=== SOURCE DATA ===

//! Text preprocessing.
//!
//! Turns raw text into the token form used by the graph: lowercase words,
//! underscores for hyphenated compounds, English stopwords removed, nouns
//! reduced to their lemma.

use std::collections::HashSet;
use std::sync::{Arc, OnceLock};

use zeste_embeddings::EmbeddingStore;
use zeste_types::Word;

/// ASCII punctuation stripped from documents. Underscore is kept.
const PUNCTUATION: &str = "!\"#$%&'()*+,./:;<=>?@[\\]^`{|}~";

/// NLTK English stopword list.
const STOPWORDS: &[&str] = &[
    "i", "me", "my", "myself", "we", "our", "ours", "ourselves", "you", "you're", "you've",
    "you'll", "you'd", "your", "yours", "yourself", "yourselves", "he", "him", "his", "himself",
    "she", "she's", "her", "hers", "herself", "it", "it's", "its", "itself", "they", "them",
    "their", "theirs", "themselves", "what", "which", "who", "whom", "this", "that", "that'll",
    "these", "those", "am", "is", "are", "was", "were", "be", "been", "being", "have", "has",
    "had", "having", "do", "does", "did", "doing", "a", "an", "the", "and", "but", "if", "or",
    "because", "as", "until", "while", "of", "at", "by", "for", "with", "about", "against",
    "between", "into", "through", "during", "before", "after", "above", "below", "to", "from",
    "up", "down", "in", "out", "on", "off", "over", "under", "again", "further", "then", "once",
    "here", "there", "when", "where", "why", "how", "all", "any", "both", "each", "few", "more",
    "most", "other", "some", "such", "no", "nor", "not", "only", "own", "same", "so", "than",
    "too", "very", "s", "t", "can", "will", "just", "don", "don't", "should", "should've", "now",
    "d", "ll", "m", "o", "re", "ve", "y", "ain", "aren", "aren't", "couldn", "couldn't", "didn",
    "didn't", "doesn", "doesn't", "hadn", "hadn't", "hasn", "hasn't", "haven", "haven't", "isn",
    "isn't", "ma", "mightn", "mightn't", "mustn", "mustn't", "needn", "needn't", "shan", "shan't",
    "shouldn", "shouldn't", "wasn", "wasn't", "weren", "weren't", "won", "won't", "wouldn",
    "wouldn't",
];

fn stopword_set() -> &'static HashSet<&'static str> {
    static SET: OnceLock<HashSet<&'static str>> = OnceLock::new();
    SET.get_or_init(|| STOPWORDS.iter().copied().collect())
}

/// Whether `word` is an English stopword.
pub fn is_stopword(word: &str) -> bool {
    stopword_set().contains(word)
}

/// Irregular plural -> singular.
const NOUN_EXCEPTIONS: &[(&str, &str)] = &[
    ("alumni", "alumnus"),
    ("analyses", "analysis"),
    ("appendices", "appendix"),
    ("bacteria", "bacterium"),
    ("cacti", "cactus"),
    ("calves", "calf"),
    ("children", "child"),
    ("corpora", "corpus"),
    ("crises", "crisis"),
    ("criteria", "criterion"),
    ("curricula", "curriculum"),
    ("diagnoses", "diagnosis"),
    ("elves", "elf"),
    ("feet", "foot"),
    ("fungi", "fungus"),
    ("geese", "goose"),
    ("halves", "half"),
    ("hypotheses", "hypothesis"),
    ("indices", "index"),
    ("knives", "knife"),
    ("leaves", "leaf"),
    ("lice", "louse"),
    ("lives", "life"),
    ("loaves", "loaf"),
    ("matrices", "matrix"),
    ("mice", "mouse"),
    ("nuclei", "nucleus"),
    ("oases", "oasis"),
    ("oxen", "ox"),
    ("parentheses", "parenthesis"),
    ("phenomena", "phenomenon"),
    ("radii", "radius"),
    ("selves", "self"),
    ("shelves", "shelf"),
    ("stimuli", "stimulus"),
    ("strata", "stratum"),
    ("teeth", "tooth"),
    ("theses", "thesis"),
    ("thieves", "thief"),
    ("vertices", "vertex"),
    ("wives", "wife"),
    ("wolves", "wolf"),
];

/// Detachment rules tried in order: (suffix, replacement).
const NOUN_RULES: &[(&str, &str)] = &[
    ("s", ""),
    ("ses", "s"),
    ("ves", "f"),
    ("xes", "x"),
    ("zes", "z"),
    ("ches", "ch"),
    ("shes", "sh"),
    ("men", "man"),
    ("ies", "y"),
];

/// Nouns ending in `s` that are not plurals.
const SINGULAR_S: &[&str] = &[
    "news", "series", "species", "physics", "mathematics", "politics", "economics", "means",
    "lens", "gas", "atlas", "canvas",
];

/// WordNet-style noun lemmatizer.
///
/// With a vocabulary, every candidate lemma (the word itself, its exception
/// entry, each rule application) is checked against it and the shortest
/// known candidate wins; unknown words are returned unchanged. Without one,
/// a conservative subset of the rules applies.
#[derive(Clone, Default)]
pub struct Lemmatizer {
    vocabulary: Option<Arc<dyn EmbeddingStore>>,
}

impl Lemmatizer {
    pub fn new() -> Self {
        Self::default()
    }

    pub fn with_vocabulary(vocabulary: Arc<dyn EmbeddingStore>) -> Self {
        Self {
            vocabulary: Some(vocabulary),
        }
    }

    fn exception(word: &str) -> Option<&'static str> {
        NOUN_EXCEPTIONS
            .iter()
            .find(|(plural, _)| *plural == word)
            .map(|(_, singular)| *singular)
    }

    /// Lemma of a single lowercase token.
    pub fn lemmatize(&self, word: &str) -> Word {
        match &self.vocabulary {
            Some(vocabulary) => Self::lemmatize_known(word, vocabulary.as_ref()),
            None => Self::lemmatize_rules(word),
        }
    }

    fn lemmatize_known(word: &str, vocabulary: &dyn EmbeddingStore) -> Word {
        let mut candidates: Vec<String> = vec![word.to_string()];
        if let Some(singular) = Self::exception(word) {
            candidates.push(singular.to_string());
        }
        for (suffix, replacement) in NOUN_RULES {
            if let Some(stem) = word.strip_suffix(suffix) {
                if !stem.is_empty() {
                    candidates.push(format!("{}{}", stem, replacement));
                }
            }
        }
        candidates
            .into_iter()
            .filter(|c| vocabulary.has(c))
            .min_by_key(|c| c.len())
            .unwrap_or_else(|| word.to_string())
    }

    fn lemmatize_rules(word: &str) -> Word {
        if let Some(singular) = Self::exception(word) {
            return singular.to_string();
        }
        if word.len() <= 3
            || SINGULAR_S.contains(&word)
            || word.ends_with("ss")
            || word.ends_with("us")
            || word.ends_with("is")
        {
            return word.to_string();
        }
        if let Some(stem) = word.strip_suffix("ies") {
            if stem.len() > 1 {
                return format!("{}y", stem);
            }
        }
        for suffix in ["sses", "ches", "shes", "xes", "zes"] {
            if word.ends_with(suffix) {
                return word[..word.len() - 2].to_string();
            }
        }
        if let Some(stem) = word.strip_suffix('s') {
            return stem.to_string();
        }
        word.to_string()
    }
}

impl std::fmt::Debug for Lemmatizer {
    fn fmt(&self, f: &mut std::fmt::Formatter<'_>) -> std::fmt::Result {
        f.debug_struct("Lemmatizer")
            .field("vocabulary", &self.vocabulary.as_ref().map(|v| v.len()))
            .finish()
    }
}

/// Text -> token pipeline.
#[derive(Debug, Clone, Default)]
pub struct Preprocessor {
    lemmatizer: Lemmatizer,
}

impl Preprocessor {
    /// Preprocessor with rule-based lemmatization.
    pub fn new() -> Self {
        Self::default()
    }

    /// Preprocessor whose lemmas are checked against `vocabulary`.
    pub fn with_vocabulary(vocabulary: Arc<dyn EmbeddingStore>) -> Self {
        Self {
            lemmatizer: Lemmatizer::with_vocabulary(vocabulary),
        }
    }

    /// Contractions, hyphens, punctuation and case.
    ///
    /// `'ll` becomes ` will`, a plural possessive `s' ` becomes `s `, `'s`
    /// is dropped and hyphens join compounds with underscores.
    pub fn normalize(text: &str) -> String {
        let text = text
            .replace("'ll", " will")
            .replace("s' ", "s ")
            .replace("'s", "")
            .replace('-', "_");
        text.chars()
            .filter(|c| !PUNCTUATION.contains(*c))
            .collect::<String>()
            .to_lowercase()
    }

    /// Tokenize a document.
    pub fn tokenize(&self, text: &str) -> Vec<Word> {
        Self::normalize(text)
            .split_whitespace()
            .filter(|w| !is_stopword(w))
            .filter(|w| w.chars().any(|c| c != '_'))
            .map(|w| self.lemmatizer.lemmatize(w))
            .collect()
    }
}

#[cfg(test)]
mod tests {
    use super::*;
    use zeste_embeddings::EmbeddingTable;

    #[test]
    fn test_stopword_list() {
        assert_eq!(STOPWORDS.len(), 179);
        assert!(is_stopword("the"));
        assert!(is_stopword("will"));
        assert!(!is_stopword("space"));
    }

    #[test]
    fn test_normalize_contractions_and_punctuation() {
        assert_eq!(
            Preprocessor::normalize("We'll see the Star's light!"),
            "we will see the star light"
        );
        assert_eq!(
            Preprocessor::normalize("the players' ball"),
            "the players ball"
        );
        assert_eq!(
            Preprocessor::normalize("Science-Fiction, (really)?"),
            "science_fiction really"
        );
    }

    #[test]
    fn test_tokenize_drops_stopwords_and_lemmatizes() {
        let pre = Preprocessor::new();
        assert_eq!(
            pre.tokenize("The stars are in the sky"),
            vec!["star".to_string(), "sky".to_string()]
        );
        assert_eq!(
            pre.tokenize("I love television shows"),
            vec!["love".to_string(), "television".to_string(), "show".to_string()]
        );
    }

    #[test]
    fn test_tokenize_drops_bare_underscores() {
        let pre = Preprocessor::new();
        assert_eq!(pre.tokenize("space - time"), vec!["space".to_string(), "time".to_string()]);
    }

    #[test]
    fn test_rule_lemmas() {
        let lem = Lemmatizer::new();
        assert_eq!(lem.lemmatize("cities"), "city");
        assert_eq!(lem.lemmatize("boxes"), "box");
        assert_eq!(lem.lemmatize("churches"), "church");
        assert_eq!(lem.lemmatize("classes"), "class");
        assert_eq!(lem.lemmatize("glass"), "glass");
        assert_eq!(lem.lemmatize("bus"), "bus");
        assert_eq!(lem.lemmatize("news"), "news");
        assert_eq!(lem.lemmatize("children"), "child");
        assert_eq!(lem.lemmatize("gas"), "gas");
    }

    #[test]
    fn test_vocabulary_lemmas_pick_shortest_known() {
        let vocab = EmbeddingTable::from_vectors(vec![
            ("glass", vec![1.0, 0.0]),
            ("glasses", vec![0.0, 1.0]),
            ("woman", vec![1.0, 1.0]),
            ("star", vec![1.0, 0.5]),
        ])
        .unwrap();
        let lem = Lemmatizer::with_vocabulary(Arc::new(vocab));
        assert_eq!(lem.lemmatize("glasses"), "glass");
        assert_eq!(lem.lemmatize("women"), "woman");
        assert_eq!(lem.lemmatize("stars"), "star");
        // Unknown words pass through
        assert_eq!(lem.lemmatize("quasars"), "quasars");
    }
}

===

*WORK TASK:* Look through the listing above. Pick out each line with "checked" and copy it.

*EXERCISE SOLUTION:*
/// entry, each rule application) is checked against it and the shortest
    /// Preprocessor whose lemmas are checked against `vocabulary`.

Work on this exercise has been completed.